Chapter 70

After the fire, Ivy had never gone back to her father’s partner’s house.

She found herself there now. Unlike her own house, which she’d inherited from her father, Steve Neely’s place was—had been—a sprawling estate. Beautiful, worth seven figures, easy.

Eugene had been secretive about his work, as was to be expected.

Gene and Steve had spent the better part of their adult lives investigating the Riemann hypothesis, a way to map out all known prime numbers.

Solving the equation had widespread implications for everything from AI to cryptocurrency, to codebreaking, to financial markets.

The one million-dollar Clay Millennium Prize that was on permanent offer for the solution was a drop in the bucket, a mere hundred or thousand times less than the actual value. Governments, private investors, hedge funds, hell, even defense contractors would want the solution.

As Ivy pulled up to the burnt exterior of Steve Neely’s home, she closed her eyes. Thought about that night. As usual, her fingers started to ache where she’d burned herself.

Ivy had been visiting town after wrapping up her PhD when she’d gotten the desperate call from her father.

“Ivy—”

“Dad? Everything okay?”

“I need you to listen.”

Gene’s tone was all business. More so than usual. Ivy listened. Couldn’t believe what she was hearing. It was surreal. Like something out of a movie.

Two best friends, work colleagues, two of the smartest men on the planet, torn apart by the allure of money.

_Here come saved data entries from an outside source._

//! Day-plan workflow
//!
//! - `merge`: reconcile a generated item list with today's completed work
//! - `today`: the guarded generate-merge-persist round-trip

pub mod merge;
pub mod today;
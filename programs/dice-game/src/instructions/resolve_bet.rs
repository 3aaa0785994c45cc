// instructions/resolve_bet.rs
use anchor_instruction_sysvar::Ed25519InstructionSignatures;
use anchor_lang::error::ErrorCode;
use anchor_lang::prelude::*;
use anchor_lang::solana_program::instruction::{AccountMeta, Instruction};
use ledger_runtime::{
    InstructionContext, ED25519_PROGRAM_ID, INSTRUCTIONS_SYSVAR_ID, SYSTEM_PROGRAM_ID,
};

use crate::constants::*;
use crate::error::*;
use crate::events::BetResolved;
use crate::state::*;
use crate::utils::*;
use crate::DiceInstruction;

/// Settle a bet with the house's ed25519 signature over the bet data.
///
/// The transaction's first instruction must be the native ed25519 verify
/// instruction carrying that same signature.
pub fn handler(
    ctx: &mut InstructionContext<'_>,
    sig: [u8; 64],
    roll_source: &dyn RollSource,
) -> Result<()> {
    let accounts = ResolveBet::try_accounts(ctx)?;

    let mut house: House = ctx.load(&accounts.house_state)?;
    require_keys_eq!(house.authority, accounts.house, DiceError::UnauthorizedHouse);

    let bet: Bet = ctx.load(&accounts.bet)?;
    require_keys_eq!(bet.player, accounts.player, DiceError::InvalidPlayer);
    let (expected_bet, _) = Bet::address(&accounts.vault, bet.seed)?;
    require_keys_eq!(expected_bet, accounts.bet, ErrorCode::ConstraintSeeds);

    verify_ed25519_signature(ctx, &accounts.house, &bet, &sig)?;

    let roll_result = roll_source.roll(&sig);
    let payout = if is_winning_roll(roll_result, bet.roll) {
        bet.potential_payout
    } else {
        0
    };

    if payout > 0 {
        let vault_bump = [house.vault_bump];
        let signer_seeds: &[&[u8]] = &[VAULT_SEED, accounts.house.as_ref(), &vault_bump];
        ctx.transfer_signed(&accounts.vault, &accounts.player, payout, signer_seeds)?;
        house.record_payout(payout)?;
    }

    house.release_bet(bet.potential_payout)?;
    ctx.store_account(&accounts.house_state, &house)?;

    ctx.close_account(&accounts.bet, &accounts.player)?;

    emit!(BetResolved {
        player: bet.player,
        seed: bet.seed,
        roll: bet.roll,
        roll_result,
        payout,
    });

    msg!("Bet {} resolved: rolled {} against {}", bet.seed, roll_result, bet.roll);
    if payout > 0 {
        msg!("Player {} won {} lamports", bet.player, payout);
    } else {
        msg!("House keeps {} lamports", bet.amount);
    }

    Ok(())
}

/// Check the verify instruction at index 0 covers this bet and this house.
pub fn verify_ed25519_signature(
    ctx: &InstructionContext<'_>,
    house: &Pubkey,
    bet: &Bet,
    sig: &[u8; 64],
) -> Result<()> {
    let ix = ctx
        .load_instruction_at(0)
        .map_err(|_| DiceError::Ed25519Program)?;

    require_keys_eq!(ix.program_id, ED25519_PROGRAM_ID, DiceError::Ed25519Program);
    require_eq!(ix.accounts.len(), 0, DiceError::Ed25519Accounts);

    let signatures = Ed25519InstructionSignatures::unpack(&ix.data)
        .map_err(|_| DiceError::Ed25519Signature)?
        .0;
    require_eq!(signatures.len(), 1, DiceError::Ed25519SignatureCount);

    let signature = &signatures[0];
    require!(signature.is_verifiable, DiceError::Ed25519Header);

    let signer = signature
        .public_key
        .as_ref()
        .ok_or(DiceError::Ed25519Pubkey)?;
    require_keys_eq!(
        Pubkey::new_from_array(signer.to_bytes()),
        *house,
        DiceError::Ed25519Pubkey
    );

    let signed = signature
        .signature
        .as_ref()
        .ok_or(DiceError::Ed25519Signature)?;
    require!(signed[..] == sig[..], DiceError::Ed25519Signature);

    let message = signature
        .message
        .as_deref()
        .ok_or(DiceError::Ed25519Message)?;
    require!(message == bet.to_slice()?.as_slice(), DiceError::Ed25519Message);

    Ok(())
}

/// Accounts, in instruction order
pub struct ResolveBet {
    pub house: Pubkey,
    /// Receives the payout and the bet's rent
    pub player: Pubkey,
    pub house_state: Pubkey,
    pub vault: Pubkey,
    pub bet: Pubkey,
}

impl ResolveBet {
    pub fn new(house: Pubkey, player: Pubkey, seed: u128) -> Result<Self> {
        let vault = House::vault_address(&house)?.0;
        Ok(Self {
            house,
            player,
            house_state: House::address(&house)?.0,
            vault,
            bet: Bet::address(&vault, seed)?.0,
        })
    }

    pub fn try_accounts(ctx: &InstructionContext<'_>) -> Result<Self> {
        let accounts = Self {
            house: ctx.account_key(0)?,
            player: ctx.account_key(1)?,
            house_state: ctx.account_key(2)?,
            vault: ctx.account_key(3)?,
            bet: ctx.account_key(4)?,
        };
        require_keys_eq!(ctx.account_key(5)?, INSTRUCTIONS_SYSVAR_ID, ErrorCode::ConstraintAddress);
        require_keys_eq!(ctx.account_key(6)?, SYSTEM_PROGRAM_ID, ErrorCode::InvalidProgramId);
        ctx.require_signer(&accounts.house)?;

        let (house_state, _) = House::address(&accounts.house)?;
        require_keys_eq!(house_state, accounts.house_state, ErrorCode::ConstraintSeeds);
        let (vault, _) = House::vault_address(&accounts.house)?;
        require_keys_eq!(vault, accounts.vault, ErrorCode::ConstraintSeeds);
        Ok(accounts)
    }

    pub fn to_account_metas(&self) -> Vec<AccountMeta> {
        vec![
            AccountMeta::new(self.house, true),
            AccountMeta::new(self.player, false),
            AccountMeta::new(self.house_state, false),
            AccountMeta::new(self.vault, false),
            AccountMeta::new(self.bet, false),
            AccountMeta::new_readonly(INSTRUCTIONS_SYSVAR_ID, false),
            AccountMeta::new_readonly(SYSTEM_PROGRAM_ID, false),
        ]
    }

    pub fn instruction(house: Pubkey, player: Pubkey, seed: u128, sig: [u8; 64]) -> Result<Instruction> {
        Ok(Instruction {
            program_id: crate::ID,
            accounts: Self::new(house, player, seed)?.to_account_metas(),
            data: DiceInstruction::ResolveBet { sig }.data()?,
        })
    }
}
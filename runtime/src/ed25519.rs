// ed25519.rs
//! Native ed25519 signature verification instruction.
//!
//! Data layout matches the Solana precompile: a signature count, one padding
//! byte, one 14-byte offsets record per signature, then the referenced bytes.
//! An instruction index of `u16::MAX` means "this instruction's own data".

use anchor_lang::prelude::*;
use anchor_lang::solana_program::instruction::Instruction;
use ed25519_dalek::{Signature, Signer, SigningKey, VerifyingKey};

use crate::address::ED25519_PROGRAM_ID;
use crate::error::LedgerError;

pub const PUBKEY_SERIALIZED_SIZE: usize = 32;
pub const SIGNATURE_SERIALIZED_SIZE: usize = 64;
pub const SIGNATURE_OFFSETS_SERIALIZED_SIZE: usize = 14;
pub const SIGNATURE_OFFSETS_START: usize = 2;
pub const DATA_START: usize = SIGNATURE_OFFSETS_SERIALIZED_SIZE + SIGNATURE_OFFSETS_START;

/// Refers to the data of the instruction carrying the offsets
pub const CURRENT_INSTRUCTION: u16 = u16::MAX;

#[derive(Clone, Copy, Debug, Default, PartialEq, Eq)]
pub struct Ed25519SignatureOffsets {
    pub signature_offset: u16,
    pub signature_instruction_index: u16,
    pub public_key_offset: u16,
    pub public_key_instruction_index: u16,
    pub message_data_offset: u16,
    pub message_data_size: u16,
    pub message_instruction_index: u16,
}

impl Ed25519SignatureOffsets {
    pub fn unpack(bytes: &[u8]) -> Option<Self> {
        let field = |i: usize| -> Option<u16> {
            bytes
                .get(i * 2..i * 2 + 2)
                .map(|b| u16::from_le_bytes([b[0], b[1]]))
        };
        Some(Self {
            signature_offset: field(0)?,
            signature_instruction_index: field(1)?,
            public_key_offset: field(2)?,
            public_key_instruction_index: field(3)?,
            message_data_offset: field(4)?,
            message_data_size: field(5)?,
            message_instruction_index: field(6)?,
        })
    }

    pub fn pack_into(&self, out: &mut Vec<u8>) {
        for value in [
            self.signature_offset,
            self.signature_instruction_index,
            self.public_key_offset,
            self.public_key_instruction_index,
            self.message_data_offset,
            self.message_data_size,
            self.message_instruction_index,
        ] {
            out.extend_from_slice(&value.to_le_bytes());
        }
    }
}

/// Build a verify instruction carrying one inline signature of `message`.
pub fn new_ed25519_instruction(signing_key: &SigningKey, message: &[u8]) -> Result<Instruction> {
    let signature = signing_key.sign(message).to_bytes();
    let public_key = signing_key.verifying_key().to_bytes();
    new_ed25519_instruction_with_signature(&public_key, &signature, message)
}

/// Build a verify instruction from an already computed signature.
pub fn new_ed25519_instruction_with_signature(
    public_key: &[u8; PUBKEY_SERIALIZED_SIZE],
    signature: &[u8; SIGNATURE_SERIALIZED_SIZE],
    message: &[u8],
) -> Result<Instruction> {
    let public_key_offset = DATA_START;
    let signature_offset = public_key_offset + PUBKEY_SERIALIZED_SIZE;
    let message_data_offset = signature_offset + SIGNATURE_SERIALIZED_SIZE;

    let to_u16 = |value: usize| u16::try_from(value).map_err(|_| LedgerError::InvalidEd25519Instruction);
    let offsets = Ed25519SignatureOffsets {
        signature_offset: to_u16(signature_offset)?,
        signature_instruction_index: CURRENT_INSTRUCTION,
        public_key_offset: to_u16(public_key_offset)?,
        public_key_instruction_index: CURRENT_INSTRUCTION,
        message_data_offset: to_u16(message_data_offset)?,
        message_data_size: to_u16(message.len())?,
        message_instruction_index: CURRENT_INSTRUCTION,
    };

    let mut data = Vec::with_capacity(message_data_offset + message.len());
    data.push(1);
    data.push(0);
    offsets.pack_into(&mut data);
    data.extend_from_slice(public_key);
    data.extend_from_slice(signature);
    data.extend_from_slice(message);

    Ok(Instruction {
        program_id: ED25519_PROGRAM_ID,
        accounts: Vec::new(),
        data,
    })
}

/// Run the precompile for the verify instruction at `current_index`.
pub fn verify(instructions: &[Instruction], current_index: usize) -> Result<()> {
    let data = instructions
        .get(current_index)
        .map(|ix| ix.data.as_slice())
        .ok_or(LedgerError::InstructionIndexOutOfBounds)?;

    let count = offsets_count(data)?;
    if count == 0 && data.len() > SIGNATURE_OFFSETS_START {
        return err!(LedgerError::InvalidEd25519Instruction);
    }

    for offsets in read_offsets(data, count)? {
        let source = |index: u16| instruction_data(instructions, data, index);

        let signature = slice_at(
            source(offsets.signature_instruction_index)?,
            offsets.signature_offset,
            SIGNATURE_SERIALIZED_SIZE,
        )?;
        let public_key = slice_at(
            source(offsets.public_key_instruction_index)?,
            offsets.public_key_offset,
            PUBKEY_SERIALIZED_SIZE,
        )?;
        let message = slice_at(
            source(offsets.message_instruction_index)?,
            offsets.message_data_offset,
            offsets.message_data_size as usize,
        )?;

        let signature = Signature::from_slice(signature)
            .map_err(|_| LedgerError::InvalidEd25519Instruction)?;
        let public_key = <[u8; PUBKEY_SERIALIZED_SIZE]>::try_from(public_key)
            .map_err(|_| LedgerError::InvalidEd25519Instruction)?;
        let verifying_key = VerifyingKey::from_bytes(&public_key)
            .map_err(|_| LedgerError::Ed25519VerificationFailed)?;

        verifying_key
            .verify_strict(message, &signature)
            .map_err(|_| LedgerError::Ed25519VerificationFailed)?;
    }

    Ok(())
}

fn instruction_data<'a>(
    instructions: &'a [Instruction],
    current: &'a [u8],
    index: u16,
) -> Result<&'a [u8]> {
    if index == CURRENT_INSTRUCTION {
        return Ok(current);
    }
    instructions
        .get(index as usize)
        .map(|ix| ix.data.as_slice())
        .ok_or_else(|| error!(LedgerError::InvalidEd25519Instruction))
}

fn offsets_count(data: &[u8]) -> Result<usize> {
    require!(
        data.len() >= SIGNATURE_OFFSETS_START,
        LedgerError::InvalidEd25519Instruction
    );
    Ok(data[0] as usize)
}

fn read_offsets(data: &[u8], count: usize) -> Result<Vec<Ed25519SignatureOffsets>> {
    let end = count
        .checked_mul(SIGNATURE_OFFSETS_SERIALIZED_SIZE)
        .and_then(|len| len.checked_add(SIGNATURE_OFFSETS_START))
        .ok_or(LedgerError::InvalidEd25519Instruction)?;
    require!(data.len() >= end, LedgerError::InvalidEd25519Instruction);

    data[SIGNATURE_OFFSETS_START..end]
        .chunks_exact(SIGNATURE_OFFSETS_SERIALIZED_SIZE)
        .map(|chunk| {
            Ed25519SignatureOffsets::unpack(chunk)
                .ok_or_else(|| error!(LedgerError::InvalidEd25519Instruction))
        })
        .collect()
}

fn slice_at(data: &[u8], offset: u16, len: usize) -> Result<&[u8]> {
    let start = offset as usize;
    start
        .checked_add(len)
        .and_then(|end| data.get(start..end))
        .ok_or_else(|| error!(LedgerError::InvalidEd25519Instruction))
}

#[cfg(test)]
mod tests {
    use super::*;

    fn house_key() -> SigningKey {
        SigningKey::from_bytes(&[7u8; 32])
    }

    #[test]
    fn inline_layout_matches_native_offsets() {
        let key = house_key();
        let ix = new_ed25519_instruction(&key, b"bet data").unwrap();

        assert_eq!(ix.program_id, ED25519_PROGRAM_ID);
        assert!(ix.accounts.is_empty());
        assert_eq!(ix.data[0], 1);
        assert_eq!(&ix.data[16..48], key.verifying_key().as_bytes());
        assert_eq!(&ix.data[112..], b"bet data");
    }

    #[test]
    fn valid_signature_verifies() {
        let ix = new_ed25519_instruction(&house_key(), b"message").unwrap();

        assert!(verify(&[ix], 0).is_ok());
    }

    #[test]
    fn tampered_message_fails_verification() {
        let mut ix = new_ed25519_instruction(&house_key(), b"message").unwrap();
        let last = ix.data.len() - 1;
        ix.data[last] ^= 0xff;

        assert!(verify(&[ix], 0).is_err());
    }

    #[test]
    fn truncated_data_is_malformed() {
        let mut ix = new_ed25519_instruction(&house_key(), b"message").unwrap();
        ix.data.truncate(40);

        assert!(verify(&[ix], 0).is_err());
    }

    #[test]
    fn signature_may_live_in_a_sibling_instruction() {
        let key = house_key();
        let carrier = new_ed25519_instruction(&key, b"message").unwrap();
        let mut ix = carrier.clone();
        // read the signature from instruction 0 instead of inline
        ix.data[4..6].copy_from_slice(&0u16.to_le_bytes());

        assert!(verify(&[carrier, ix.clone()], 1).is_ok());

        ix.data[4..6].copy_from_slice(&7u16.to_le_bytes());
        assert!(verify(&[ix], 0).is_err());
    }
}
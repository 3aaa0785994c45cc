use anchor_lang::prelude::*;

use crate::constants::*;
use crate::error::DiceError;

/// Validate roll threshold
pub fn validate_roll(roll: u8) -> Result<()> {
    if !(MIN_ROLL..=MAX_ROLL).contains(&roll) {
        return Err(DiceError::InvalidRoll.into());
    }
    Ok(())
}

/// Validate wager against the minimum bet
pub fn validate_bet_amount(amount: u64) -> Result<()> {
    if amount < MIN_BET_LAMPORTS {
        return Err(DiceError::MinimumBet.into());
    }
    Ok(())
}

pub fn validate_house_edge(house_edge_bps: u16) -> Result<()> {
    if house_edge_bps >= BASIS_POINTS {
        return Err(DiceError::InvalidHouseEdge.into());
    }
    Ok(())
}
// constants.rs

// ============================================================================
// PDA SEEDS
// ============================================================================

pub const HOUSE_SEED: &[u8] = b"house";
pub const VAULT_SEED: &[u8] = b"vault";
pub const BET_SEED: &[u8] = b"bet";

// ============================================================================
// BET LIMITS
// ============================================================================

/// Lowest accepted roll threshold (1% win chance)
pub const MIN_ROLL: u8 = 1;

/// Highest accepted roll threshold (99% win chance)
pub const MAX_ROLL: u8 = 99;

/// Rolls land in [0, ROLL_RANGE)
pub const ROLL_RANGE: u8 = 100;

/// Smallest wager in lamports (0.01 SOL)
pub const MIN_BET_LAMPORTS: u64 = 10_000_000;

// ============================================================================
// HOUSE EDGE
// ============================================================================

pub const BASIS_POINTS: u16 = 10_000;

/// Default deduction from winning payouts, 1.5%
pub const DEFAULT_HOUSE_EDGE_BPS: u16 = 150;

“I need you to come to me. I’m at Steve’s place. He—” There was a shout, the specific words indecipherable. When Gene spoke again, he did so in a mere whisper. “If anything happens to me, you need to save the work.”

“Dad? You’re scaring me.”

“Save the work, Ivy. Find Steve’s laptop. Please. It’s more important than either of us.”

That was the last time she’d heard his voice. So much had changed that night.

Everything had changed.

Ivy got out of the car, walked toward the front door. She’d only been here twice before. That night and once about three months earlier.

They’d been on their way home from dinner out—one of the rare occasions that Gene had taken time off work to hang out with her—when he’d said he needed to stop at his partner’s to drop something off.

Ivy had been in awe of Steve’s house, so much larger and fancier than theirs. She’d made a comment to this effect, and Gene had replied by saying that his partner was less risk averse. Steve had been an early crypto adopter, had made a shit ton of money.

The place was dark now, the night disguising the soot smears that marred the brick walls.

Ivy was on high alert. She looked upward. The windows had been boarded up with particle board. The house was silent—deathly silent.

Ivy reached for the door, not expecting to find it unlocked. Surprised that it was. She opened it a crack.

“Anyone here?”

No answer.

Ivy opened the door wider and put one foot inside. She remembered the house. Remembered the layout, even though the fire in the kitchen had been blazing at the time.

This was . . . different.

Ivy was so confused by the gray drywall in front of her, the three doors, pristine white, side by side, each with a large number written on them in Sharpie—one, two, three—that she didn’t even realize she’d stepped all the way in.

And when the door clicked closed behind her, following by a soft, mechanical whir of the digital lock engaging, Ivy knew that she’d made a mistake.

A fatal mistake.

“Hello, Ivy,” a voice came from a speaker embedded behind her. “I’m surprised that it took you so long to come here.”